Arequipa: más vehículos, pero retrocede en orden
Por: Carlos Meneses
Porque mientras se venden más autos, Arequipa se mueve menos. Y eso no es progreso, es retroceso.
Arequipa crece. Lo dicen las cifras, lo confirman los concesionarios y lo evidencian las calles saturadas. En apenas tres meses, más de siete mil vehículos nuevos se han sumado al ya sobrecargado parque automotor de la ciudad. El incremento del 39% en las ventas no solo refleja una economía más dinámica, sino también un fenómeno que, sin control ni planificación, se ha convertido en un problema estructural: el colapso del sistema vial.
El verdadero problema no es que más arequipeños puedan acceder a un vehículo. Eso, en cualquier economía, es un indicador de progreso. El problema es que ese crecimiento no ha sido acompañado por una política pública seria, sostenida y técnica que ordene el transporte y planifique la ciudad. Hoy, Arequipa avanza en consumo, pero retrocede en gestión.
Las autoridades locales y regionales han demostrado, una vez más, su incapacidad para anticiparse a los problemas. No existe una estrategia integral de movilidad urbana. No hay anillos viales concluidos, no hay intercambios viales suficientes, no hay un sistema de transporte público moderno que compita con el uso del vehículo particular. Lo que sí hay es improvisación, parches y discursos repetidos.
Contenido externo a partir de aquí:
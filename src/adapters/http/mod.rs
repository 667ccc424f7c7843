//! HTTP adapter - REST endpoints over the domain services.
//!
//! Each resource has its own module with DTOs, handlers and routes.
//! [`api_router`] mounts them all under `/api/v1` next to `/health`,
//! and [`with_middleware`] adds tracing, CORS and the request timeout.

pub mod account;
pub mod error;
pub mod expense;
pub mod expense_category;
pub mod expense_subcategory;
pub mod person;

use ::http::HeaderValue;
use axum::{routing::get, Json, Router};
use serde_json::{json, Value};
use tower_http::{
    cors::{AllowOrigin, Any, CorsLayer},
    timeout::TimeoutLayer,
    trace::TraceLayer,
};

use crate::application::Services;
use crate::config::ServerConfig;

pub use account::{account_routes, AccountHandlers};
pub use error::ErrorResponse;
pub use expense::{expense_routes, ExpenseHandlers};
pub use expense_category::{expense_category_routes, ExpenseCategoryHandlers};
pub use expense_subcategory::{expense_subcategory_routes, ExpenseSubCategoryHandlers};
pub use person::{person_routes, PersonHandlers};

/// Every resource route plus the health check.
pub fn api_router(services: Services) -> Router {
    let api = Router::new()
        .merge(person_routes(PersonHandlers::new(services.persons)))
        .merge(account_routes(AccountHandlers::new(services.accounts)))
        .merge(expense_routes(ExpenseHandlers::new(services.expenses)))
        .merge(expense_category_routes(ExpenseCategoryHandlers::new(
            services.categories,
        )))
        .merge(expense_subcategory_routes(ExpenseSubCategoryHandlers::new(
            services.subcategories,
        )));

    Router::new()
        .route("/health", get(health))
        .nest("/api/v1", api)
}

/// Wraps the router in request tracing, CORS and the request timeout.
pub fn with_middleware(router: Router, config: &ServerConfig) -> Router {
    router
        .layer(TimeoutLayer::new(config.request_timeout()))
        .layer(cors_layer(config))
        .layer(TraceLayer::new_for_http())
}

fn cors_layer(config: &ServerConfig) -> CorsLayer {
    let origins: Vec<HeaderValue> = config
        .cors_origins_list()
        .into_iter()
        .filter_map(|origin| match HeaderValue::from_str(&origin) {
            Ok(value) => Some(value),
            Err(_) => {
                tracing::warn!(origin = %origin, "ignoring unparseable CORS origin");
                None
            }
        })
        .collect();

    let allow_origin = if origins.is_empty() {
        AllowOrigin::from(Any)
    } else {
        AllowOrigin::list(origins)
    };

    CorsLayer::new()
        .allow_origin(allow_origin)
        .allow_methods(Any)
        .allow_headers(Any)
}

async fn health() -> Json<Value> {
    Json(json!({ "status": "healthy" }))
}
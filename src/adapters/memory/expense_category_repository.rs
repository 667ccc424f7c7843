//! In-memory expense category storage.

use async_trait::async_trait;
use std::cmp::Reverse;
use std::sync::Arc;
use tokio::sync::Mutex;

use super::Table;
use crate::domain::expense_category::{ExpenseCategory, ExpenseCategoryDraft};
use crate::domain::foundation::{DomainError, EntityId, ExpenseCategoryId, PageRequest, Timestamp};
use crate::ports::ExpenseCategoryRepository;

#[derive(Debug, Clone, Default)]
pub struct InMemoryExpenseCategoryRepository {
    table: Arc<Mutex<Table<ExpenseCategory>>>,
}

impl InMemoryExpenseCategoryRepository {
    pub fn new() -> Self {
        Self::default()
    }
}

fn name_taken(table: &Table<ExpenseCategory>, name: &str, except: Option<ExpenseCategoryId>) -> bool {
    table.rows().any(|c| c.name == name && Some(c.id) != except)
}

#[async_trait]
impl ExpenseCategoryRepository for InMemoryExpenseCategoryRepository {
    async fn create(
        &self,
        draft: &ExpenseCategoryDraft,
        now: Timestamp,
    ) -> Result<ExpenseCategory, DomainError> {
        let mut table = self.table.lock().await;
        if name_taken(&table, &draft.name, None) {
            return Err(DomainError::conflict(format!("expense category already exists: {}", draft.name)));
        }

        let id = table.next_id();
        let category = ExpenseCategory {
            id: ExpenseCategoryId::from_raw(id),
            name: draft.name.clone(),
            created_at: now,
            updated_at: now,
        };
        table.put(id, category.clone());
        Ok(category)
    }

    async fn find_by_id(&self, id: &ExpenseCategoryId) -> Result<Option<ExpenseCategory>, DomainError> {
        Ok(self.table.lock().await.get(id.as_i64()))
    }

    async fn list(&self, page: PageRequest) -> Result<Vec<ExpenseCategory>, DomainError> {
        let table = self.table.lock().await;
        let mut rows: Vec<_> = table.rows().cloned().collect();
        rows.sort_by_key(|c| Reverse((c.created_at, c.id)));
        Ok(page.apply(rows))
    }

    async fn update(&self, category: &ExpenseCategory) -> Result<ExpenseCategory, DomainError> {
        let mut table = self.table.lock().await;
        if !table.contains(category.id.as_i64()) {
            return Err(DomainError::not_found("expense category", category.id));
        }
        if name_taken(&table, &category.name, Some(category.id)) {
            return Err(DomainError::conflict(format!(
                "expense category already exists: {}",
                category.name
            )));
        }
        table.put(category.id.as_i64(), category.clone());
        Ok(category.clone())
    }

    async fn delete(&self, id: &ExpenseCategoryId) -> Result<(), DomainError> {
        if self.table.lock().await.remove(id.as_i64()) {
            Ok(())
        } else {
            Err(DomainError::not_found("expense category", id))
        }
    }
}
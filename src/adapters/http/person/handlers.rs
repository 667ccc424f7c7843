//! HTTP handlers for person endpoints.

use std::sync::Arc;

use axum::{
    extract::{
        rejection::{JsonRejection, QueryRejection},
        Path, Query, State,
    },
    http::StatusCode,
    response::{IntoResponse, Response},
    Json,
};

use crate::adapters::http::error::{
    json_rejection, parse_path_id, query_rejection, service_error_response,
};
use crate::application::{
    CreatePersonCommand, ListPersonsQuery, PersonService, UpdatePersonCommand,
};

use super::dto::{ListPersonsParams, PersonRequest, PersonResponse};

// ════════════════════════════════════════════════════════════════════════════
// Handler state
// ════════════════════════════════════════════════════════════════════════════

#[derive(Clone)]
pub struct PersonHandlers {
    service: Arc<PersonService>,
}

impl PersonHandlers {
    pub fn new(service: Arc<PersonService>) -> Self {
        Self { service }
    }
}

// ════════════════════════════════════════════════════════════════════════════
// HTTP handlers
// ════════════════════════════════════════════════════════════════════════════

/// POST /persons
pub async fn create_person(
    State(handlers): State<PersonHandlers>,
    body: Result<Json<PersonRequest>, JsonRejection>,
) -> Response {
    let Json(req) = match body {
        Ok(body) => body,
        Err(rejection) => return json_rejection(rejection),
    };

    let cmd = CreatePersonCommand {
        name: req.name,
        email: req.email,
    };

    match handlers.service.create(cmd).await {
        Ok(person) => (StatusCode::CREATED, Json(PersonResponse::from(person))).into_response(),
        Err(e) => service_error_response(e),
    }
}

/// GET /persons/:id
pub async fn get_person(
    State(handlers): State<PersonHandlers>,
    Path(id): Path<String>,
) -> Response {
    let id = match parse_path_id(&id) {
        Ok(id) => id,
        Err(response) => return response,
    };

    match handlers.service.get(id).await {
        Ok(person) => (StatusCode::OK, Json(PersonResponse::from(person))).into_response(),
        Err(e) => service_error_response(e),
    }
}

/// GET /persons
pub async fn list_persons(
    State(handlers): State<PersonHandlers>,
    params: Result<Query<ListPersonsParams>, QueryRejection>,
) -> Response {
    let Query(params) = match params {
        Ok(params) => params,
        Err(rejection) => return query_rejection(rejection),
    };

    let query = ListPersonsQuery {
        skip: params.skip,
        limit: params.limit,
    };

    match handlers.service.list(query).await {
        Ok(persons) => {
            let body: Vec<PersonResponse> = persons.into_iter().map(Into::into).collect();
            (StatusCode::OK, Json(body)).into_response()
        }
        Err(e) => service_error_response(e),
    }
}

/// PUT /persons/:id
pub async fn update_person(
    State(handlers): State<PersonHandlers>,
    Path(id): Path<String>,
    body: Result<Json<PersonRequest>, JsonRejection>,
) -> Response {
    let id = match parse_path_id(&id) {
        Ok(id) => id,
        Err(response) => return response,
    };
    let Json(req) = match body {
        Ok(body) => body,
        Err(rejection) => return json_rejection(rejection),
    };

    let cmd = UpdatePersonCommand {
        id,
        name: req.name,
        email: req.email,
    };

    match handlers.service.update(cmd).await {
        Ok(person) => (StatusCode::OK, Json(PersonResponse::from(person))).into_response(),
        Err(e) => service_error_response(e),
    }
}

/// DELETE /persons/:id
pub async fn delete_person(
    State(handlers): State<PersonHandlers>,
    Path(id): Path<String>,
) -> Response {
    let id = match parse_path_id(&id) {
        Ok(id) => id,
        Err(response) => return response,
    };

    match handlers.service.delete(id).await {
        Ok(()) => StatusCode::NO_CONTENT.into_response(),
        Err(e) => service_error_response(e),
    }
}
La congestión ya no es exclusiva de las horas punta. Se ha extendido a lo largo del día, convirtiendo trayectos de minutos en recorridos interminables. Esta situación no solo afecta la calidad de vida de los ciudadanos, también impacta directamente en la productividad, incrementa los costos del transporte y agrava la contaminación ambiental. Es, en términos simples, una ciudad que pierde tiempo, dinero y salud.
Mientras tanto, el transporte informal sigue creciendo sin control. Las llamadas “loncheritas” y otras unidades circulan en medio de una débil fiscalización, evidenciando que las normas existen, pero no se cumplen. La Municipalidad Provincial de Arequipa no ha logrado imponer orden ni autoridad en las vías. Y el Gobierno Regional, por su parte, sigue sin liderar los grandes proyectos de infraestructura que la ciudad necesita con urgencia.
Resulta preocupante que, en pleno año electoral, el tema del transporte siga siendo tratado como una promesa más y no como una prioridad estructural. Arequipa no necesita más diagnósticos, necesita decisiones. La culminación de la autopista Arequipa–La Joya, la implementación de anillos viales y la reorganización del transporte público no pueden seguir postergándose.
El crecimiento del parque automotor es una realidad que no se detendrá. Lo que sí puede cambiar es la forma en que la ciudad responde a ese crecimiento. Hoy, lamentablemente, la respuesta ha sido la inacción.